3     Overview of the papers
The call for papers2 attracted several submissions, of which 50% were accepted for publication. The workshop
featured an introduction and four paper presentations. All papers are included in the current proceedings. We
shortly summarize each workshop paper below. The publications selected for this workshop CLBib2017 concern
both, theory and application aspects of bibliometric.
   For this second edition of the CLBib workshop, the authors used methods that come from various fields,
such as Information Retrieval with traditional measures (e.g. tf-idf, vector models, . . . ), network analysis and
visualisation with Ucinet, Netdraw, CiteSpace (see [3]), and also NLP with word embedding techniques and
co-words analysis.
   The paper ”Understanding the Changing Roles of Scientific Publications via Citation Embeddings” by Jian-
gen He and Chaomei Chen [5] describes an approach which helps to understand the changing and complex
role of a publication characterized by its citation contexts. The authors propose a temporal representation of
in-text citations of publications as a sequence of vectors and they apply their method in the biomedical domain.

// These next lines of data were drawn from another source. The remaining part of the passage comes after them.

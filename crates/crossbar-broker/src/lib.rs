// In-process message switch: a single broker mediating request/response
// RPCs between clients over named, ordered in-memory queues. Producers
// enqueue opaque payloads, consumers long-poll a set of queues with a
// cursor, ack what they processed, and optionally reply on a correlated
// queue. Queues registered as transient die with their owning session.
pub mod clock;
pub mod connections;
pub mod directory;
pub mod dispatch;
pub mod message;
pub mod queue;
pub mod relation;
pub mod trace;
mod transfer;
pub mod transient;

pub use clock::Clock;
pub use connections::{ConnectionId, Connections};
pub use directory::Directory;
pub use dispatch::{DiagnosticsSnapshot, QueueReport, Request, Response, Switch};
pub use message::{Entry, Message, MessageId, MessageKind, Origin};
pub use queue::Queue;
pub use relation::Relation;
pub use trace::{TraceEvent, TraceMessage, TraceRing, TracedEvent};
pub use transient::TransientRegistry;

pub type Result<T> = std::result::Result<T, SwitchError>;

#[derive(thiserror::Error, Debug)]
pub enum SwitchError {
    // Raised when a queue named by a Transfer is missing, or is destroyed
    // while the Transfer is parked on it. Distinguishable from a timeout,
    // which is not an error and yields an empty batch.
    #[error("queue deleted: {0}")]
    QueueDeleted(String),
    #[error("asset not found: {0}")]
    AssetNotFound(String),
    #[error("io: {0}")]
    Io(#[from] std::io::Error),
}
use metrics_exporter_prometheus::{PrometheusBuilder, PrometheusHandle};
use std::net::SocketAddr;
use tracing_subscriber::EnvFilter;

/// Configure logging and install the process-wide metrics recorder.
///
/// `default_filter` applies when `RUST_LOG` is unset; the daemon maps its
/// verbosity flags onto it.
pub fn init_observability(default_filter: &str) -> PrometheusHandle {
    let filter =
        EnvFilter::try_from_default_env().unwrap_or_else(|_| EnvFilter::new(default_filter));
    tracing_subscriber::fmt().with_env_filter(filter).init();

    PrometheusBuilder::new()
        .install_recorder()
        .expect("install metrics recorder")
}

/// Serve `/metrics` on its own listener, away from the protocol port.
pub async fn serve_metrics(handle: PrometheusHandle, addr: SocketAddr) -> std::io::Result<()> {
    let app = axum::Router::new().route(
        "/metrics",
        axum::routing::get(move || async move { handle.render() }),
    );
    let listener = tokio::net::TcpListener::bind(addr).await?;
    axum::serve(listener, app.into_make_service()).await
}
/// Per-queue diagnostics: current contents plus the deadline of the most
/// recent transfer that listed the queue.
#[derive(Debug, Clone, PartialEq, Serialize, Deserialize)]
pub struct QueueReport {
    pub queue: String,
    pub contents: Vec<(MessageId, Entry)>,
    pub next_transfer_expected: Option<u64>,
}

/// Point-in-time broker state, partitioned by whether a queue's lifetime
/// is bound to some session.
#[derive(Debug, Clone, PartialEq, Serialize, Deserialize)]
pub struct DiagnosticsSnapshot {
    pub time: f64,
    pub transient: Vec<QueueReport>,
    pub permanent: Vec<QueueReport>,
}

/// The broker context: every process-wide structure, carried explicitly.
///
/// ```
/// use bytes::Bytes;
/// use crossbar_broker::{ConnectionId, Message, Request, Response, Switch};
///
/// let switch = Switch::new("www");
/// let rt = tokio::runtime::Runtime::new().expect("rt");
/// rt.block_on(async {
///     let conn = ConnectionId(1);
///     switch
///         .dispatch(conn, Request::Login { session: "a".into() })
///         .await
///         .expect("login");
///     switch
///         .dispatch(conn, Request::CreatePersistent { queue: "svc".into() })
///         .await
///         .expect("create");
///     let sent = switch
///         .dispatch(
///             conn,
///             Request::Send {
///                 queue: "svc".into(),
///                 message: Message::request(Bytes::from_static(b"ping"), "a-reply"),
///             },
///         )
///         .await
///         .expect("send");
///     assert!(matches!(sent, Response::Send { id: Some(_) }));
/// });
/// ```
#[derive(Debug)]
pub struct Switch {
    pub(crate) clock: Clock,
    pub(crate) directory: Directory,
    pub(crate) connections: Connections,
    pub(crate) transients: TransientRegistry,
    pub(crate) trace: TraceRing,
    assets: PathBuf,
}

These in-text citations represent the changing role of publications in a community. The authors end with an
interpretatation of the proposed methods on the basis of one PubMed article from 2006.
   In the paper ”CitationAS: A Summary Generation Tool Based on Clustering of Retrieved Citation Content”,
Jie Wang, Shutian Ma and Chengzhi Zhang [9] focus on an automatic summary generation tool CitationAS
that uses citation sentences to construct summaries. The authors build a new application which can automatically
generate a summary on a given topic by optimizing the search results using clustering engine, named Carrot2,
in three stages: similar cluster label merging, important sentences extraction and summary generation.
   The paper ”Temporal Evolution, Research Themes, and Emerging Trends in Case-Based Reasoning Litera-
ture” by Dongxiao Gu, Bo Liu, Isabelle Bichindaritz and Changyong Liang [4] proposes a study on the
temporal evolution and emerging trends in a specific scientific field which is case-based reasoning. They analyze
a dataset of 4460 papers published from 2000 to 2015. The authors study the temporal distribution of papers,
the reference and journal co-citation network, and also the co-occurrence of keywords. The methodology used in
this paper to provides an extensive study of a scientific field can further be applied to other fields.
   The discovery of potential collaborations is in the focus of the last paper, ”Mining the Potential Collaborative
Relationships Based on the Author Keyword Coupling Analysis and Social Network Analysis” by Yufang Peng,
    1 See the proceedings of the first edition of the workshop: http://ceur-ws.org/Vol-1384/, [1].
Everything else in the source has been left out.